Data selection by intersecting COG, PFam and EC

 

Three widely-used gene classifications have been used.

Clusters of orthologous group (COG)

COG is a very-widely used classification of genes. Complete gene sets of organisms are used as a starting base in constructing clusters. Similarity search is performed using arbitrary seed genes. The result can return a certain gene as the highest similarity gene. Then another search using the returned as a seed gene is performed. If the initial query gene is returned as the highest scoring gene, then a pseudo-cluster of two genes is formed. A cluster forms when three genes mutually have the highest similarity with one another.
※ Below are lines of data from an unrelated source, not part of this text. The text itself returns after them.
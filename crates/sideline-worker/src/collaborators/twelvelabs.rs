//! TwelveLabs video understanding client.
//!
//! Analysis is a four-step exchange: upload the clip as an asset, add the
//! asset to an index, poll until indexing settles, then stream the analysis
//! text for a fixed prompt.

use std::path::Path;
use std::time::Duration;

use async_trait::async_trait;
use futures_util::StreamExt;
use reqwest::multipart::{Form, Part};
use reqwest::Client;
use serde::{Deserialize, Serialize};
use tracing::{debug, info};

use super::{check_status, CollaboratorError, CollaboratorResult, VideoAnalyzer};
use crate::error::{WorkerError, WorkerResult};

const SERVICE: &str = "twelvelabs";
const DEFAULT_BASE_URL: &str = "https://api.twelvelabs.io/v1.3";
const DEFAULT_POLL_INTERVAL: Duration = Duration::from_secs(5);

/// Prompt sent with every analysis request.
pub const ANALYSIS_PROMPT: &str = "Give me a detailed explanation of the trickshot. \
At each new step of the trickshot, annotate it with timestamps";

/// Resource id as returned by the create and retrieve endpoints.
#[derive(Debug, Deserialize)]
struct Created {
    #[serde(alias = "id", rename = "_id")]
    id: String,
}

#[derive(Debug, Deserialize)]
struct IndexedAsset {
    #[serde(default)]
    status: String,
}

#[derive(Debug, Serialize)]
struct IndexAssetRequest<'a> {
    asset_id: &'a str,
}

#[derive(Debug, Serialize)]
struct AnalyzeRequest<'a> {
    video_id: &'a str,
    prompt: &'a str,
    stream: bool,
}

/// One line of the analysis stream.
#[derive(Debug, Deserialize)]
struct StreamEvent {
    event_type: String,
    #[serde(default)]
    text: Option<String>,
}

/// `VideoAnalyzer` backed by the TwelveLabs API.
pub struct TwelveLabsAnalyzer {
    api_key: String,
    index_id: String,
    base_url: String,
    poll_interval: Duration,
    client: Client,
}

impl TwelveLabsAnalyzer {
    pub fn new(api_key: impl Into<String>, index_id: impl Into<String>) -> Self {
        Self {
            api_key: api_key.into(),
            index_id: index_id.into(),
            base_url: DEFAULT_BASE_URL.to_string(),
            poll_interval: DEFAULT_POLL_INTERVAL,
            client: Client::new(),
        }
    }

    /// Read `TWELVELABS_API_KEY` and `TWELVELABS_INDEX_ID` (or `INDEX_ID`).
    pub fn from_env() -> WorkerResult<Self> {
        let api_key = std::env::var("TWELVELABS_API_KEY")
            .map_err(|_| WorkerError::config_error("TWELVELABS_API_KEY not set"))?;
        let index_id = std::env::var("TWELVELABS_INDEX_ID")
            .or_else(|_| std::env::var("INDEX_ID"))
            .map_err(|_| WorkerError::config_error("TWELVELABS_INDEX_ID not set"))?;

        Ok(Self::new(api_key, index_id))
    }

    pub fn with_base_url(mut self, base_url: impl Into<String>) -> Self {
        self.base_url = base_url.into().trim_end_matches('/').to_string();
        self
    }

    pub fn with_poll_interval(mut self, interval: Duration) -> Self {
        self.poll_interval = interval;
        self
    }

    async fn upload_asset(&self, video: &Path) -> CollaboratorResult<String> {
        let bytes = tokio::fs::read(video).await?;
        let file_name = video
            .file_name()
            .map(|n| n.to_string_lossy().to_string())
            .unwrap_or_else(|| "video.mp4".to_string());

        let file = Part::bytes(bytes)
            .file_name(file_name)
            .mime_str("video/mp4")
            .map_err(|e| CollaboratorError::request(SERVICE, e))?;
        let form = Form::new().text("method", "direct").part("file", file);

        let response = self
            .client
            .post(format!("{}/assets", self.base_url))
            .header("x-api-key", &self.api_key)
            .multipart(form)
            .send()
            .await
            .map_err(|e| CollaboratorError::request(SERVICE, e))?;

        let created: Created = check_status(SERVICE, response)
            .await?
            .json()
            .await
            .map_err(|e| CollaboratorError::invalid_response(SERVICE, e.to_string()))?;
        Ok(created.id)
    }

    async fn index_asset(&self, asset_id: &str) -> CollaboratorResult<String> {
        let response = self
            .client
            .post(format!(
                "{}/indexes/{}/indexed-assets",
                self.base_url, self.index_id
            ))
            .header("x-api-key", &self.api_key)
            .json(&IndexAssetRequest { asset_id })
            .send()
            .await
            .map_err(|e| CollaboratorError::request(SERVICE, e))?;

        let created: Created = check_status(SERVICE, response)
            .await?
            .json()
            .await
            .map_err(|e| CollaboratorError::invalid_response(SERVICE, e.to_string()))?;
        Ok(created.id)
    }

    /// Poll until the indexed asset is `ready`. There is no upper bound.
    async fn wait_until_ready(&self, indexed_asset_id: &str) -> CollaboratorResult<()> {
        let url = format!(
            "{}/indexes/{}/indexed-assets/{}",
            self.base_url, self.index_id, indexed_asset_id
        );

        loop {
            let response = self
                .client
                .get(&url)
                .header("x-api-key", &self.api_key)
                .send()
                .await
                .map_err(|e| CollaboratorError::request(SERVICE, e))?;

            let asset: IndexedAsset = check_status(SERVICE, response)
                .await?
                .json()
                .await
                .map_err(|e| CollaboratorError::invalid_response(SERVICE, e.to_string()))?;

            debug!(indexed_asset_id, status = %asset.status, "Indexing status");
            match asset.status.as_str() {
                "ready" => return Ok(()),
                "failed" => {
                    return Err(CollaboratorError::invalid_response(
                        SERVICE,
                        "Indexing failed",
                    ))
                }
                _ => tokio::time::sleep(self.poll_interval).await,
            }
        }
    }

    async fn stream_analysis(&self, video_id: &str) -> CollaboratorResult<String> {
        let response = self
            .client
            .post(format!("{}/analyze", self.base_url))
            .header("x-api-key", &self.api_key)
            .json(&AnalyzeRequest {
                video_id,
                prompt: ANALYSIS_PROMPT,
                stream: true,
            })
            .send()
            .await
            .map_err(|e| CollaboratorError::request(SERVICE, e))?;

        let mut stream = check_status(SERVICE, response).await?.bytes_stream();
        let mut collector = TextCollector::default();

        while let Some(chunk) = stream.next().await {
            let chunk = chunk.map_err(|e| CollaboratorError::request(SERVICE, e))?;
            collector.push(&chunk);
        }

        Ok(collector.finish())
    }
}

#[async_trait]
impl VideoAnalyzer for TwelveLabsAnalyzer {
    async fn analyze(&self, video: &Path) -> CollaboratorResult<String> {
        info!("Uploading {} to TwelveLabs", video.display());
        let asset_id = self.upload_asset(video).await?;

        let indexed_asset_id = self.index_asset(&asset_id).await?;
        info!(asset_id = %asset_id, indexed_asset_id = %indexed_asset_id, "Waiting for indexing");
        self.wait_until_ready(&indexed_asset_id).await?;

        let description = self.stream_analysis(&indexed_asset_id).await?;
        if description.trim().is_empty() {
            return Err(CollaboratorError::invalid_response(
                SERVICE,
                "analysis stream contained no text",
            ));
        }

        debug!(chars = description.len(), "Analysis received");
        Ok(description)
    }
}

/// Concatenates `text_generation` events from a newline-delimited JSON stream.
#[derive(Debug, Default)]
struct TextCollector {
    pending: Vec<u8>,
    text: String,
}

impl TextCollector {
    fn push(&mut self, chunk: &[u8]) {
        self.pending.extend_from_slice(chunk);
        while let Some(newline) = self.pending.iter().position(|b| *b == b'\n') {
            let line: Vec<u8> = self.pending.drain(..=newline).collect();
            self.accept(&line);
        }
    }

    fn accept(&mut self, line: &[u8]) {
        let line = String::from_utf8_lossy(line);
        let line = line.trim();
        if line.is_empty() {
            return;
        }
        match serde_json::from_str::<StreamEvent>(line) {
            Ok(event) if event.event_type == "text_generation" => {
                if let Some(text) = event.text {
                    self.text.push_str(&text);
                }
            }
            Ok(_) => {}
            Err(e) => debug!("Skipping unparseable stream line: {}", e),
        }
    }

    fn finish(mut self) -> String {
        let rest = std::mem::take(&mut self.pending);
        self.accept(&rest);
        self.text
    }
}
A cluster expands by including genes that makes the highest similarity match with any of the gene in the existing cluster. This strict criterion of forming a cluster and joining of genes into the cluster makes classification very specific. Because of the high specificity, each gene belongs to at most one cluster.
 

Protein family (PFam)

PFam is another widely-used classification scheme. Each family is started from a seed family that was manually selected. iterative process of profile building and similarity search is performed to classify genes into the cluster.
 

Enzyme Commission number (EC)

This numbering scheme is managed by Enzyme Commission a regulatory body. A gene is assigned an identification composed of four numbers. The numbers form a hierarchy such that each subsequent numbers designate functionality of higher specificity than the preceding one. It is manually assigned and so is very accurate.

 

Data selection

Genetic sequences often possess multiple domains that pertain to their folding kinetics and in vivo functionality. Common possession of domains mean sequences likely have  substrates in common on which they interact. Highly identical domain structure means the two sequences very likely are functionally identical ones that are found in different organisms. Twelve families that have one-to-one correspondence among COG, PFam and EC have been selected. Three families have been combined into a single data set, and total of four sets were obtained. Since a data set comprises of highly distinct families, ambiguity in gene membership is removed and clear cluster boundary is achieved.